# [How to complete this task]
Word for word, restate the lines from the start of the data down to the line with "pub const MISSING_SHIPPING_FIELDS: &str", both included.

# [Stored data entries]
-*-*-

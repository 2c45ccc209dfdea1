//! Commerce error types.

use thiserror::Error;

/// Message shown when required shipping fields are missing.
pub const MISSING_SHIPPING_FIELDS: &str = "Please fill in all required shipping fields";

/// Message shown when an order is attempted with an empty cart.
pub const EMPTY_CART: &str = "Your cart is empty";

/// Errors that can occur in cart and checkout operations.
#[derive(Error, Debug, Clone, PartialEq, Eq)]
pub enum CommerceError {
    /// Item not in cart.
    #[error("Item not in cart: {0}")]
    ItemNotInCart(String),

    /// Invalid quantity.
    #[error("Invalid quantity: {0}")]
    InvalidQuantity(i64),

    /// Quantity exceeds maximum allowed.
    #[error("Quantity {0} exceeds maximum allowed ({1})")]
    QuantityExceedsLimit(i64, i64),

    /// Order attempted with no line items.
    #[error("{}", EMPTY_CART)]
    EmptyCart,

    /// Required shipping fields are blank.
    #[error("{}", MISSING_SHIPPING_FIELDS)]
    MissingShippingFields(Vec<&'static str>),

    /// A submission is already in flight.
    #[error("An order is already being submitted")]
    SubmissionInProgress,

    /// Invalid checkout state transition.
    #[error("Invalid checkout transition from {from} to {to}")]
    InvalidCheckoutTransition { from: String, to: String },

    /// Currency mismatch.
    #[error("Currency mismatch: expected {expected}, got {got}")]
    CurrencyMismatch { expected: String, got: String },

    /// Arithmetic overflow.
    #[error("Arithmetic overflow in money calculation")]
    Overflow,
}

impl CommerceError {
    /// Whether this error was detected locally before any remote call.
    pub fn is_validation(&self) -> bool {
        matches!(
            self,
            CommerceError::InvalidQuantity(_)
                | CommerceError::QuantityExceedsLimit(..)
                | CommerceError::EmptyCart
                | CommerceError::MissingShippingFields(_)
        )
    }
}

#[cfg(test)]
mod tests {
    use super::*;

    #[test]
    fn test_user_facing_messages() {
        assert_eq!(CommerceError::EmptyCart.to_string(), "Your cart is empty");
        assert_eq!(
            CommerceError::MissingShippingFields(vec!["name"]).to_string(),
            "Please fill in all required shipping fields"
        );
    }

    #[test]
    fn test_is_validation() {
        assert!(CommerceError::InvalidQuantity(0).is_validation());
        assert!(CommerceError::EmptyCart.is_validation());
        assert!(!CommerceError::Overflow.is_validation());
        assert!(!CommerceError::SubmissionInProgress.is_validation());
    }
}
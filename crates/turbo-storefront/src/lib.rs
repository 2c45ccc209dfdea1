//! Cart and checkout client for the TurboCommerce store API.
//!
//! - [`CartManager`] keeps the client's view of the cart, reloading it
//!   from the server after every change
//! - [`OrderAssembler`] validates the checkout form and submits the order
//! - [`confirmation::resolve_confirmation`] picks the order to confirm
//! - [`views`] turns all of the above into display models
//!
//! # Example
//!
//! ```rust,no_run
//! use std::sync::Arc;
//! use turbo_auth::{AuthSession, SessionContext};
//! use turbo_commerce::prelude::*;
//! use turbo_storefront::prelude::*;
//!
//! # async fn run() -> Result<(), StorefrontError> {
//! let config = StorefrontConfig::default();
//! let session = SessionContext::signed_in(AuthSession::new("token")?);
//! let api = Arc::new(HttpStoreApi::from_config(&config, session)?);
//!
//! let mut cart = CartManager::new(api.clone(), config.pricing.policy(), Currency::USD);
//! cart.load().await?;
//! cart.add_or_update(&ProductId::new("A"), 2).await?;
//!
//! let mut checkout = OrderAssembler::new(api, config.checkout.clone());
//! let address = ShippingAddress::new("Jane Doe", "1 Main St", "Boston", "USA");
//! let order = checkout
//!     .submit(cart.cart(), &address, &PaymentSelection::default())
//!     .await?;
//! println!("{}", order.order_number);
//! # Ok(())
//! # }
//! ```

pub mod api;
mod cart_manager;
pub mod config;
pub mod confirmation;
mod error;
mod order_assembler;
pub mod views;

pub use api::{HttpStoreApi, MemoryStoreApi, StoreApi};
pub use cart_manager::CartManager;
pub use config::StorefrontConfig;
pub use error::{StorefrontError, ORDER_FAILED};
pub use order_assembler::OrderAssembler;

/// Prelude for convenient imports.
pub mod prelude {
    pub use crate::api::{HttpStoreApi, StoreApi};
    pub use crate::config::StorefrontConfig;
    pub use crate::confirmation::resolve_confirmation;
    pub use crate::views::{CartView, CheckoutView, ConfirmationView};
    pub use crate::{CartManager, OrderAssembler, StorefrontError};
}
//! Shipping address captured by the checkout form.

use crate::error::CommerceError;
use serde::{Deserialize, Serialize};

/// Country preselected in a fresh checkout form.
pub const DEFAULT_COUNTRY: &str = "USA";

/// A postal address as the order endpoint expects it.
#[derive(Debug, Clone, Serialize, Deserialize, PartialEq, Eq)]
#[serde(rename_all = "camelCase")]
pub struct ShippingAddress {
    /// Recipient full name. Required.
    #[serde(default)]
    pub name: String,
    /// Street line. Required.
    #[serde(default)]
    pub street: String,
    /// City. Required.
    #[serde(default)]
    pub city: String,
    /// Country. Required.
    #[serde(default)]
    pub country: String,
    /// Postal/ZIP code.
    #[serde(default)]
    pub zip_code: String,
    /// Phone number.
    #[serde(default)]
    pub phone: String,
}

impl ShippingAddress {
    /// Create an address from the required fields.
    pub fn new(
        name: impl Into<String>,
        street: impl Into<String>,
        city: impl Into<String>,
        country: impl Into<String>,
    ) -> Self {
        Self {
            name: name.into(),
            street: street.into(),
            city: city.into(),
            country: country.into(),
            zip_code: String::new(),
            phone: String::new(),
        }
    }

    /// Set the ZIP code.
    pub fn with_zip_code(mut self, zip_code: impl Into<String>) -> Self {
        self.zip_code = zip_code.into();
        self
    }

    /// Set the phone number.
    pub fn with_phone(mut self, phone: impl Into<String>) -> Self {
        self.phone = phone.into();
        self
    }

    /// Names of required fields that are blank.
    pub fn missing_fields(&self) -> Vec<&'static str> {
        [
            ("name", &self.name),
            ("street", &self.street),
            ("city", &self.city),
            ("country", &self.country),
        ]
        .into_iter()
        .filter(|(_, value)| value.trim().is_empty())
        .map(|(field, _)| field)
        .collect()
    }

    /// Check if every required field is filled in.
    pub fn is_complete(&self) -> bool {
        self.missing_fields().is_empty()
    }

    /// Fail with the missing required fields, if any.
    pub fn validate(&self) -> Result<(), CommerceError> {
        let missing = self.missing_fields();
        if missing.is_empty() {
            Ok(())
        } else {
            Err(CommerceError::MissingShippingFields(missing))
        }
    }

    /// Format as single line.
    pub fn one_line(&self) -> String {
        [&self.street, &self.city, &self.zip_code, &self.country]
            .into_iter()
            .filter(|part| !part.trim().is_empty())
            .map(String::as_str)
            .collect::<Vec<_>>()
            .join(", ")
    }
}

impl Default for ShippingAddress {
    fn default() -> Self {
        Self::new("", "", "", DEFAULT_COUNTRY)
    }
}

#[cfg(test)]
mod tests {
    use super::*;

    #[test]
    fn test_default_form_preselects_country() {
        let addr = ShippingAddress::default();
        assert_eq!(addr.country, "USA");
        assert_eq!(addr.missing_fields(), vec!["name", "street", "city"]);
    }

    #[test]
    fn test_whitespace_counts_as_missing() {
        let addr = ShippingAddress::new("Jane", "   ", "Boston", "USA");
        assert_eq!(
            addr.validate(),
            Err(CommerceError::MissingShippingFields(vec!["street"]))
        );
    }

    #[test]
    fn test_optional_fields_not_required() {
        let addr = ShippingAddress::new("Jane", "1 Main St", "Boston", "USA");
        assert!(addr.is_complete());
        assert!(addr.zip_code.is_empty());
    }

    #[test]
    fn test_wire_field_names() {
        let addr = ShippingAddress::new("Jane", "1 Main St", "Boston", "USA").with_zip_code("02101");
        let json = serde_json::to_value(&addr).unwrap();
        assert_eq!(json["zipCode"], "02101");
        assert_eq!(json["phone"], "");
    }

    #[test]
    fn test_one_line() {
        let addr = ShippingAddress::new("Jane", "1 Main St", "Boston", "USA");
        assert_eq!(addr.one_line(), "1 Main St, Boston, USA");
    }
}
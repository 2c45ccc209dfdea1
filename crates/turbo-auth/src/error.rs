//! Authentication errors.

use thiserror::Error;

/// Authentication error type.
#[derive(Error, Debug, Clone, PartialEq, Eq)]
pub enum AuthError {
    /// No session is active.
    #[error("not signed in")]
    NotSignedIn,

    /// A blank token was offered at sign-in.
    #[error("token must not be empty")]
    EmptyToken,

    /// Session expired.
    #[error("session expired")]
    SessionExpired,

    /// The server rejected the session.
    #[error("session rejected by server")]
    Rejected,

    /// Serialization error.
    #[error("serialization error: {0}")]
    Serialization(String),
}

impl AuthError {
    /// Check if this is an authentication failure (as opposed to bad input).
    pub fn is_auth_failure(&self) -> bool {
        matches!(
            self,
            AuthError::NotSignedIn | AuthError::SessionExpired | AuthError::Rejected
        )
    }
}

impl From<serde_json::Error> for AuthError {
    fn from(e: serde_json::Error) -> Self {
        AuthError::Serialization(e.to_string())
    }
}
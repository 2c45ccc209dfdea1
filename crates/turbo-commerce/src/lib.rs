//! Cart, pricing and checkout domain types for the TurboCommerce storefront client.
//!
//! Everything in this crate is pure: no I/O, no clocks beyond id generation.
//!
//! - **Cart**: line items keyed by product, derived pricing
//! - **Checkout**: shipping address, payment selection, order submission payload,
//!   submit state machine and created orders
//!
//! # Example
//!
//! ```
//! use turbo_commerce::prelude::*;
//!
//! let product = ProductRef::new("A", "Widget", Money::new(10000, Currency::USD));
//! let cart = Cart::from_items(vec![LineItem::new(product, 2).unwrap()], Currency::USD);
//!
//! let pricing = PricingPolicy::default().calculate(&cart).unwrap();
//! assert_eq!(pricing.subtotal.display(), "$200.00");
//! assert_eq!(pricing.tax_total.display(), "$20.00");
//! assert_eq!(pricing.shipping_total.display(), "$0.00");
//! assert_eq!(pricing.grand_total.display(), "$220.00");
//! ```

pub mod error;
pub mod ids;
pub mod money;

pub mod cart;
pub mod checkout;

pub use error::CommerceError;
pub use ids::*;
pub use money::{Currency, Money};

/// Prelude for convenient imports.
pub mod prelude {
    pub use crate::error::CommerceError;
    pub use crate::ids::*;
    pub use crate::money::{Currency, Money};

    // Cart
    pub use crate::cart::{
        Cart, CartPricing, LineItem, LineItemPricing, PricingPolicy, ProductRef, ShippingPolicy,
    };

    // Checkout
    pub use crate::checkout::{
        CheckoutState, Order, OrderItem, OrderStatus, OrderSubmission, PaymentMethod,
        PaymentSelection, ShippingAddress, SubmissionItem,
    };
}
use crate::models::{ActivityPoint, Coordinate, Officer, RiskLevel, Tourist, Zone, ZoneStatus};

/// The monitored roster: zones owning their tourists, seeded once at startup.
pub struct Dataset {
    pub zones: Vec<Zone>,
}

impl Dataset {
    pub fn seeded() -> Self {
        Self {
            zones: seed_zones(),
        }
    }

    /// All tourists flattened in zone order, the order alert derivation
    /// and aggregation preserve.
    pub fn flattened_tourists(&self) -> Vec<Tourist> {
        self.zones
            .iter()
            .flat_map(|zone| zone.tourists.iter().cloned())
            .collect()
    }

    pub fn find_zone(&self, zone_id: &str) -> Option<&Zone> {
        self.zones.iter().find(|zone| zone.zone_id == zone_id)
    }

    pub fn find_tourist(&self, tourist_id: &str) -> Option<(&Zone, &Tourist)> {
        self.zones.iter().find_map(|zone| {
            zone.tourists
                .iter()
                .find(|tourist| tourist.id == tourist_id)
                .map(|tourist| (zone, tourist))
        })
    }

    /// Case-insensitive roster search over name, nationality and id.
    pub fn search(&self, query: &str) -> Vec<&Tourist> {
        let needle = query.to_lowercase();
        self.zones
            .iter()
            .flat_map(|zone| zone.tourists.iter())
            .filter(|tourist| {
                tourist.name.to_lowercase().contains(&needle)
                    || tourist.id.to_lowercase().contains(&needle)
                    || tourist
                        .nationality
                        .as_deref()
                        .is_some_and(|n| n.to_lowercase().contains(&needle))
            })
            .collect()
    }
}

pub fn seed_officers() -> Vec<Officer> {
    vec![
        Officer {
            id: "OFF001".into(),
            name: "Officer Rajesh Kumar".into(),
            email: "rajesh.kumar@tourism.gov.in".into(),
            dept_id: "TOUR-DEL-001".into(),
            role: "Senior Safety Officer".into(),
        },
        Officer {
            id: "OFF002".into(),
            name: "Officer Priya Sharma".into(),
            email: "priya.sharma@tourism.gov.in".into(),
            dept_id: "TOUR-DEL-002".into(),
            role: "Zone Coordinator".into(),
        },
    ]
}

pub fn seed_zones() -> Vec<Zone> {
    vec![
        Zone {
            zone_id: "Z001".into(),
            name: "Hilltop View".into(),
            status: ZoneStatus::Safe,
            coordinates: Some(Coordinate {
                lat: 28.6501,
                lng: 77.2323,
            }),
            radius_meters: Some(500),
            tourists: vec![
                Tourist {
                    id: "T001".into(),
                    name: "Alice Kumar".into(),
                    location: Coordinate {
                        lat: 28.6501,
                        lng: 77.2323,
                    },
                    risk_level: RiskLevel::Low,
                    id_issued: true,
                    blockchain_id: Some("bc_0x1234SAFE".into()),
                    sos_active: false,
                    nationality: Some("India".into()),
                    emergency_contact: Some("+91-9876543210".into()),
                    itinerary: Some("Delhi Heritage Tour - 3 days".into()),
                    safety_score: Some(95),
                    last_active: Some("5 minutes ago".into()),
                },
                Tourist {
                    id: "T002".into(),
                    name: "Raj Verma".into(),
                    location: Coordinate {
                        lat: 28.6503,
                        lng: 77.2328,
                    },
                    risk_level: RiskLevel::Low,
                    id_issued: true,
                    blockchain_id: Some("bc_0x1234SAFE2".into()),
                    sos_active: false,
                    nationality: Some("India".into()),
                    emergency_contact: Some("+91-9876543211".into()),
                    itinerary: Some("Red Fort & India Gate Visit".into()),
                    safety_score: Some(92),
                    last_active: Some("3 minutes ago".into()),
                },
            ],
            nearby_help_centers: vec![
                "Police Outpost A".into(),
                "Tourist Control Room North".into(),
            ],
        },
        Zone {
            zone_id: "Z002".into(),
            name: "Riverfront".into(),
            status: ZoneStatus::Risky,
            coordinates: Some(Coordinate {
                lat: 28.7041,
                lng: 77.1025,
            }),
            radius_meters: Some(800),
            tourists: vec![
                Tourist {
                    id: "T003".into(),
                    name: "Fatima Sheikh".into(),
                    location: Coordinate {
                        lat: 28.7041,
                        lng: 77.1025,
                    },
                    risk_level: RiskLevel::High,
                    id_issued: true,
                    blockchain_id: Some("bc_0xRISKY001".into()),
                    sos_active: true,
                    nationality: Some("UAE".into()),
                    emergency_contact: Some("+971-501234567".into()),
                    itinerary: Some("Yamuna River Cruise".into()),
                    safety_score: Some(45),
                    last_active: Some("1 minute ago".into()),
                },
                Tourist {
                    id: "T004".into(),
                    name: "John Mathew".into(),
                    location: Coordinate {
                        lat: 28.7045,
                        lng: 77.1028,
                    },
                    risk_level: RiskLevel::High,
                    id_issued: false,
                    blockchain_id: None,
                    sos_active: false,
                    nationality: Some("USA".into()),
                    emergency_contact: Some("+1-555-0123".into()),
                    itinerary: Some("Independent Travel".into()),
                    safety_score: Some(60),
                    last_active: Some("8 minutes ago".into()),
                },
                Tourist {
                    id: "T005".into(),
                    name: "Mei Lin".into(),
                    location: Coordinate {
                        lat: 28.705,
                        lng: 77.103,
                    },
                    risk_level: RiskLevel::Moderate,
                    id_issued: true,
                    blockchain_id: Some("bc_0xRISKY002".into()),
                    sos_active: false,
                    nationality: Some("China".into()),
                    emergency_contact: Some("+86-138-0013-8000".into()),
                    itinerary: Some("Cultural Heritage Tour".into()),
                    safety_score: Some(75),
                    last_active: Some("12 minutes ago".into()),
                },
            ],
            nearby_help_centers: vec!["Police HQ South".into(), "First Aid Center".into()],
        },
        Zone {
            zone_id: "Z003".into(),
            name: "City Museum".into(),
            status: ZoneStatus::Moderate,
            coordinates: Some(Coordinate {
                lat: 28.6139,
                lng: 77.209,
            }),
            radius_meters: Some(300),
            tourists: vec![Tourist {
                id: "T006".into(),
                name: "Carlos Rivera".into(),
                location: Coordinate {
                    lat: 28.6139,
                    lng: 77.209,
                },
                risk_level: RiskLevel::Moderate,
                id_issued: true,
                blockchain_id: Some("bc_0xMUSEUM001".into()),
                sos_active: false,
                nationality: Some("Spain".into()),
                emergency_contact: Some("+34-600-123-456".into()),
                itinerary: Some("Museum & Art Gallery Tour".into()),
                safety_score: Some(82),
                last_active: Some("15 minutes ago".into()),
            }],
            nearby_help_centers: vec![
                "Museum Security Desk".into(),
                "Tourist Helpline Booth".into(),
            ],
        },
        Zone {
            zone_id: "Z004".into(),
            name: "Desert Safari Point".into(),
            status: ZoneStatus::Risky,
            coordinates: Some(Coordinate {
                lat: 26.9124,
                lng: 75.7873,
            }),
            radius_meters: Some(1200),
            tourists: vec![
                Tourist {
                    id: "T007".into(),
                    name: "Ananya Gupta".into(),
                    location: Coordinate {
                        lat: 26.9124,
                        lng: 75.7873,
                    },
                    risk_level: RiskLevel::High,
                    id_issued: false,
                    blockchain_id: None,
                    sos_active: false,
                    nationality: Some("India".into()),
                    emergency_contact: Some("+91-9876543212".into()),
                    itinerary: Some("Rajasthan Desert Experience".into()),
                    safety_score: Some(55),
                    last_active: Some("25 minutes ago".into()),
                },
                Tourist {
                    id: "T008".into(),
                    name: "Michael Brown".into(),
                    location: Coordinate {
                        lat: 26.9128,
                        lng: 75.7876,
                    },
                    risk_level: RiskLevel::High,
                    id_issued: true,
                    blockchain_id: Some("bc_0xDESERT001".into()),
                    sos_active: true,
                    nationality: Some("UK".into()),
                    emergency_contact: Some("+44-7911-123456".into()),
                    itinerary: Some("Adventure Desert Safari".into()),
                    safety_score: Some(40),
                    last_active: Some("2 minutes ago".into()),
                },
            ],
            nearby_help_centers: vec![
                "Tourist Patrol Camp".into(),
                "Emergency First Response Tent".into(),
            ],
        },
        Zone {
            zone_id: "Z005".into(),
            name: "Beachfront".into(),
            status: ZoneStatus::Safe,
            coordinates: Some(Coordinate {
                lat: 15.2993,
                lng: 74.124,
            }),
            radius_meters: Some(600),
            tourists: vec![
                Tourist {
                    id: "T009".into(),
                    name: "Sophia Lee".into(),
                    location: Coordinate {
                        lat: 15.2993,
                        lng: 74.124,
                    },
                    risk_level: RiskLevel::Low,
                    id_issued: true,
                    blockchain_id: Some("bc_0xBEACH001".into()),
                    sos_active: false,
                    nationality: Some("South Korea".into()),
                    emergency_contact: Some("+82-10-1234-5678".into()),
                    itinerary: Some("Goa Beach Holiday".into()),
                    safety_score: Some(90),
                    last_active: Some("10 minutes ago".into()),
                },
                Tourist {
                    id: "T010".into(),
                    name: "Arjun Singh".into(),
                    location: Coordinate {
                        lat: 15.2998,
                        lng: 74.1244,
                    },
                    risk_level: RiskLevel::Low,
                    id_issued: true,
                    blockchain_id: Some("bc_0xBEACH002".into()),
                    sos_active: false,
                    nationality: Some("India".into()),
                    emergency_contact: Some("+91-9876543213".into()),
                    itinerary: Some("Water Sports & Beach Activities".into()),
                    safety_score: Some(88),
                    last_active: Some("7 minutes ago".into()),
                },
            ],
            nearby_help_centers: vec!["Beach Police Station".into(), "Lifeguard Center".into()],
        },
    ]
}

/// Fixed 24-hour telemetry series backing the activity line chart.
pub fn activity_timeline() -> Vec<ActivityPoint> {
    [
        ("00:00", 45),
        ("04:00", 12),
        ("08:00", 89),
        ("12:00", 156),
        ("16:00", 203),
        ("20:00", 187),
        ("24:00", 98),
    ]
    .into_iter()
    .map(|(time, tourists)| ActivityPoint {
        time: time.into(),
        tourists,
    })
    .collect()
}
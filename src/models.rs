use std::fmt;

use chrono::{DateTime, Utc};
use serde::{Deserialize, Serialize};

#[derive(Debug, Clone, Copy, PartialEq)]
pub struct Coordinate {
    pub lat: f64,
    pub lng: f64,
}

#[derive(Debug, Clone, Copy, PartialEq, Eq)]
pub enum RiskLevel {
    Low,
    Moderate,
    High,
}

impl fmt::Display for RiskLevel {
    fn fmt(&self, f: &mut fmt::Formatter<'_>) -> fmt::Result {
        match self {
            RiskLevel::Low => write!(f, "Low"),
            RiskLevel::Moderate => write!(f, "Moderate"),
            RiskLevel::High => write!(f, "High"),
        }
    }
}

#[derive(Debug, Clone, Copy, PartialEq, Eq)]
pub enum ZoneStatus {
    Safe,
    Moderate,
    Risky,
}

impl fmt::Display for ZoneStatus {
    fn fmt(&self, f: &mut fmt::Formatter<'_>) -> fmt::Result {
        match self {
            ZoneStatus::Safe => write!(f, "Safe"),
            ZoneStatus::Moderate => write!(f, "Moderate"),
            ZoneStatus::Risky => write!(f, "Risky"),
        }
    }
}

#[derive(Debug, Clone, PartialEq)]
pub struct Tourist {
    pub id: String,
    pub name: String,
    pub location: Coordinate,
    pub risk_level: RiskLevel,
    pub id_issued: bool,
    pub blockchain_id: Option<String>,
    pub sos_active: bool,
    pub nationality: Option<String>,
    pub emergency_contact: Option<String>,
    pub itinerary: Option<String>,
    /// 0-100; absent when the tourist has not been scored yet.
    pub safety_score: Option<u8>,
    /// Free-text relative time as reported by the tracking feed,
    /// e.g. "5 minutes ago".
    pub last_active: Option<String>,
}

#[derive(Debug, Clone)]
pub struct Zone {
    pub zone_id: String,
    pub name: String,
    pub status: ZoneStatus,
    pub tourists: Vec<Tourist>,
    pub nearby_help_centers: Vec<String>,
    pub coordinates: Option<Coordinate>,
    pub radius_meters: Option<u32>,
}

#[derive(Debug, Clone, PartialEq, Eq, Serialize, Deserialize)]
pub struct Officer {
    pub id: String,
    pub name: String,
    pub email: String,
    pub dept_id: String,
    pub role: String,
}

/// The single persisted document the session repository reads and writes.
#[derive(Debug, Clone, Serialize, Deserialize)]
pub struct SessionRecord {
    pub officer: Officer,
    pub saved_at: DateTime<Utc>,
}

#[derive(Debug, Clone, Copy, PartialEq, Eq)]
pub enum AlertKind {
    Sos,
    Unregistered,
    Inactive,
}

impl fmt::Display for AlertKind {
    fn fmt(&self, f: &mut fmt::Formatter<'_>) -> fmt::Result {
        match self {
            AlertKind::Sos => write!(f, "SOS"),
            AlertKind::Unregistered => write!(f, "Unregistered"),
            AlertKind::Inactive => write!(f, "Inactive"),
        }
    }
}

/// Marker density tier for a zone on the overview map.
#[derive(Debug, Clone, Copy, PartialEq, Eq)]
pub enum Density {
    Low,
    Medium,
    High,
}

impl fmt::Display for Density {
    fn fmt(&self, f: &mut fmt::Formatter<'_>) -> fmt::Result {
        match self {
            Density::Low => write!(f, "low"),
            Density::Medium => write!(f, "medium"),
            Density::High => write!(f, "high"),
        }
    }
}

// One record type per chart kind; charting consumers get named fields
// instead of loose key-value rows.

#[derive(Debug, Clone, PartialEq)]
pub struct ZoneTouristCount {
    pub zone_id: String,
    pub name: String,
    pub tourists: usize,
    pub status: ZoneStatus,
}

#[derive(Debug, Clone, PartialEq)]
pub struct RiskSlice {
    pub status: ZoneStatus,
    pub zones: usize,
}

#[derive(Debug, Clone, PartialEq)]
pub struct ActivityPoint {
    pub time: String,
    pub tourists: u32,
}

-*-*-

# [Output below]
repository 2c45ccc209dfdea1
//! Commerce error types.

use thiserror::Error;

/// Message shown when required shipping fields are missing.
pub const MISSING_SHIPPING_FIELDS: &str = "Please fill in all required shipping fields";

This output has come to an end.